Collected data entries

==================================================

use crate::board::*;
use crate::data::*;
use crate::engine::*;
use crate::input::TokenReader;
use crate::results::*;
use std::io::BufRead;
use std::io::Write;
use std::mem;
use tracing::{debug, info};

/// Where the game loop is between two steps.
#[derive(Debug, Clone, PartialEq, Eq)]
pub enum GameState {
    /// Waiting for the player to type a guess.
    AwaitingInput,
    /// A raw guess was read and must be normalized and length-checked.
    Validating(String),
    /// A valid guess must be recorded and scored.
    Scoring(Word),
    /// The board must be shown to the player.
    Rendering,
    /// The latest feedback decides whether the game continues.
    CheckEnd,
    Terminated(GameResult),
}

/// A single game against one secret word.
///
/// The game owns its board and attempt counter. It can be driven one guess at a time with
/// [`Game::submit_guess`], or run to completion against an input and output with [`Game::play`].
#[derive(Debug, Clone)]
pub struct Game {
    secret: Word,
    board: Board,
    attempt: usize,
    state: GameState,
}

impl Game {
    /// Starts a new game. The secret must be a [`WORD_LENGTH`]-letter word.
    pub fn new(secret: &str) -> Result<Game, WordleError> {
        Ok(Game {
            secret: Word::parse(secret)?,
            board: Board::new(),
            attempt: 0,
            state: GameState::AwaitingInput,
        })
    }

    pub fn secret(&self) -> &Word {
        &self.secret
    }

    pub fn board(&self) -> &Board {
        &self.board
    }

    /// The zero-based index of the current attempt. This only moves on after a valid guess that
    /// did not win.
    pub fn attempt(&self) -> usize {
        self.attempt
    }

    pub fn state(&self) -> &GameState {
        &self.state
    }

    /// Returns the outcome once the game has terminated.
    pub fn result(&self) -> Option<&GameResult> {
        match &self.state {
            GameState::Terminated(result) => Some(result),
            _ => None,
        }
    }

    pub fn is_over(&self) -> bool {
        self.result().is_some()
    }

    /// Validates and scores one guess without any console I/O.
    ///
    /// A guess with the wrong length returns [`WordleError::WordLength`] and does not use up an
    /// attempt.
    pub fn submit_guess(&mut self, raw: &str) -> Result<FeedbackRow, WordleError> {
        if self.is_over() {
            return Err(WordleError::GameOver);
        }
        let guess = validate(raw)?;
        let feedback = self.score(guess)?;
        self.state = self.check_end();
        Ok(feedback)
    }

    /// Runs the game until it is won or lost, reading guesses from `tokens` and writing prompts,
    /// the board and the final message to `out`.
    pub fn play<R: BufRead, W: Write + ?Sized>(
        &mut self,
        tokens: &mut TokenReader<R>,
        out: &mut W,
    ) -> Result<GameResult, WordleError> {
        loop {
            if let Some(result) = self.result() {
                return Ok(result.clone());
            }
            self.advance(tokens, out)?;
        }
    }

    fn advance<R: BufRead, W: Write + ?Sized>(
        &mut self,
        tokens: &mut TokenReader<R>,
        out: &mut W,
    ) -> Result<(), WordleError> {
        let next = match mem::replace(&mut self.state, GameState::AwaitingInput) {
            GameState::AwaitingInput => {
                write!(out, "Enter your guess ({}-letter word): ", WORD_LENGTH)?;
                out.flush()?;
                match tokens.next_token()? {
                    Some(raw) => GameState::Validating(raw),
                    None => return Err(WordleError::InputClosed),
                }
            }
            GameState::Validating(raw) => match validate(&raw) {
                Ok(guess) => GameState::Scoring(guess),
                Err(WordleError::WordLength(_)) => {
                    writeln!(out, "Invalid word. Please try again.")?;
                    GameState::AwaitingInput
                }
                Err(err) => return Err(err),
            },
            GameState::Scoring(guess) => {
                self.score(guess)?;
                GameState::Rendering
            }
            GameState::Rendering => {
                render_board(&self.board, self.attempt, out)?;
                GameState::CheckEnd
            }
            GameState::CheckEnd => {
                let next = self.check_end();
                if let GameState::Terminated(result) = &next {
                    announce(result, out)?;
                }
                next
            }
            terminated @ GameState::Terminated(_) => terminated,
        };
        self.state = next;
        Ok(())
    }

    fn score(&mut self, guess: Word) -> Result<FeedbackRow, WordleError> {
        self.board.record_guess(self.attempt, guess)?;
        let feedback = get_result_for_guess(&self.secret, &guess);
        self.board.append_feedback(self.attempt, feedback)?;
        debug!(attempt = self.attempt + 1, %guess, %feedback, "scored guess");
        Ok(feedback)
    }

    fn check_end(&mut self) -> GameState {
        if self.board.is_won() {
            let attempts = self.attempt + 1;
            info!(attempts, "secret word found");
            return GameState::Terminated(GameResult::Won { attempts });
        }
        self.attempt += 1;
        if self.attempt == MAX_ATTEMPTS {
            info!(attempts = self.attempt, "out of attempts");
            return GameState::Terminated(GameResult::Lost {
                secret: self.secret.to_string(),
            });
        }
        GameState::AwaitingInput
    }
}

fn validate(raw: &str) -> Result<Word, WordleError> {
    Word::parse(raw).map_err(|err| {
        debug!(raw, %err, "rejected guess");
        err
    })
}

fn announce<W: Write + ?Sized>(result: &GameResult, out: &mut W) -> std::io::Result<()> {
    match result {
        GameResult::Won { attempts } => writeln!(
            out,
            "Congratulations! You guessed the word in {} attempts.",
            attempts
        ),
        GameResult::Lost { secret } => {
            writeln!(out, "Sorry, you did not guess the word.")?;
            writeln!(out, "The secret word was: {}", secret)
        }
    }
}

==================================================

Task goal:
Above are some records. Print them all exactly.

Problem solution:
use crate::board::*;
use crate::data::*;
use crate::engine::*;
use crate::input::TokenReader;
use crate::results::*;
use std::io::BufRead;
use std::io::Write;
use std::mem;
use tracing::{debug, info};

/// Where the game loop is between two steps.
#[derive(Debug, Clone, PartialEq, Eq)]
pub enum GameState {
    /// Waiting for the player to type a guess.
    AwaitingInput,
    /// A raw guess was read and must be normalized and length-checked.
    Validating(String),
    /// A valid guess must be recorded and scored.
    Scoring(Word),
    /// The board must be shown to the player.
    Rendering,
    /// The latest feedback decides whether the game continues.
    CheckEnd,
    Terminated(GameResult),
}

/// A single game against one secret word.
///
/// The game owns its board and attempt counter. It can be driven one guess at a time with
/// [`Game::submit_guess`], or run to completion against an input and output with [`Game::play`].
#[derive(Debug, Clone)]
pub struct Game {
    secret: Word,
    board: Board,
    attempt: usize,
    state: GameState,
}

impl Game {
    /// Starts a new game. The secret must be a [`WORD_LENGTH`]-letter word.
    pub fn new(secret: &str) -> Result<Game, WordleError> {
        Ok(Game {
            secret: Word::parse(secret)?,
            board: Board::new(),
            attempt: 0,
            state: GameState::AwaitingInput,
        })
    }

    pub fn secret(&self) -> &Word {
        &self.secret
    }

    pub fn board(&self) -> &Board {
        &self.board
    }

    /// The zero-based index of the current attempt. This only moves on after a valid guess that
    /// did not win.
    pub fn attempt(&self) -> usize {
        self.attempt
    }

    pub fn state(&self) -> &GameState {
        &self.state
    }

    /// Returns the outcome once the game has terminated.
    pub fn result(&self) -> Option<&GameResult> {
        match &self.state {
            GameState::Terminated(result) => Some(result),
            _ => None,
        }
    }

    pub fn is_over(&self) -> bool {
        self.result().is_some()
    }

    /// Validates and scores one guess without any console I/O.
    ///
    /// A guess with the wrong length returns [`WordleError::WordLength`] and does not use up an
    /// attempt.
    pub fn submit_guess(&mut self, raw: &str) -> Result<FeedbackRow, WordleError> {
        if self.is_over() {
            return Err(WordleError::GameOver);
        }
        let guess = validate(raw)?;
        let feedback = self.score(guess)?;
        self.state = self.check_end();
        Ok(feedback)
    }

    /// Runs the game until it is won or lost, reading guesses from `tokens` and writing prompts,
    /// the board and the final message to `out`.
    pub fn play<R: BufRead, W: Write + ?Sized>(
        &mut self,
        tokens: &mut TokenReader<R>,
        out: &mut W,
    ) -> Result<GameResult, WordleError> {
        loop {
            if let Some(result) = self.result() {
                return Ok(result.clone());
            }
            self.advance(tokens, out)?;
        }
    }

    fn advance<R: BufRead, W: Write + ?Sized>(
        &mut self,
        tokens: &mut TokenReader<R>,
        out: &mut W,
    ) -> Result<(), WordleError> {
        let next = match mem::replace(&mut self.state, GameState::AwaitingInput) {
            GameState::AwaitingInput => {
                write!(out, "Enter your guess ({}-letter word): ", WORD_LENGTH)?;
                out.flush()?;
                match tokens.next_token()? {
                    Some(raw) => GameState::Validating(raw),
                    None => return Err(WordleError::InputClosed),
                }
            }
            GameState::Validating(raw) => match validate(&raw) {
                Ok(guess) => GameState::Scoring(guess),
                Err(WordleError::WordLength(_)) => {
                    writeln!(out, "Invalid word. Please try again.")?;
                    GameState::AwaitingInput
                }
                Err(err) => return Err(err),
            },
            GameState::Scoring(guess) => {
                self.score(guess)?;
                GameState::Rendering
            }
            GameState::Rendering => {
                render_board(&self.board, self.attempt, out)?;
                GameState::CheckEnd
            }
            GameState::CheckEnd => {
                let next = self.check_end();
                if let GameState::Terminated(result) = &next {
                    announce(result, out)?;
                }
                next
            }
            terminated @ GameState::Terminated(_) => terminated,
        };
        self.state = next;
        Ok(())
    }

    fn score(&mut self, guess: Word) -> Result<FeedbackRow, WordleError> {
        self.board.record_guess(self.attempt, guess)?;
        let feedback = get_result_for_guess(&self.secret, &guess);
        self.board.append_feedback(self.attempt, feedback)?;
        debug!(attempt = self.attempt + 1, %guess, %feedback, "scored guess");
        Ok(feedback)
    }

    fn check_end(&mut self) -> GameState {
        if self.board.is_won() {
            let attempts = self.attempt + 1;
            info!(attempts, "secret word found");
            return GameState::Terminated(GameResult::Won { attempts });
        }
        self.attempt += 1;
        if self.attempt == MAX_ATTEMPTS {
            info!(attempts = self.attempt, "out of attempts");
            return GameState::Terminated(GameResult::Lost {
                secret: self.secret.to_string(),
            });
        }
        GameState::AwaitingInput
    }
}

fn validate(raw: &str) -> Result<Word, WordleError> {
    Word::parse(raw).map_err(|err| {
        debug!(raw, %err, "rejected guess");
        err
    })
}

fn announce<W: Write + ?Sized>(result: &GameResult, out: &mut W) -> std::io::Result<()> {
    match result {
        GameResult::Won { attempts } => writeln!(
            out,
            "Congratulations! You guessed the word in {} attempts.",
            attempts
        ),
        GameResult::Lost { secret } => {
            writeln!(out, "Sorry, you did not guess the word.")?;
            writeln!(out, "The secret word was: {}", secret)
        }
    }
}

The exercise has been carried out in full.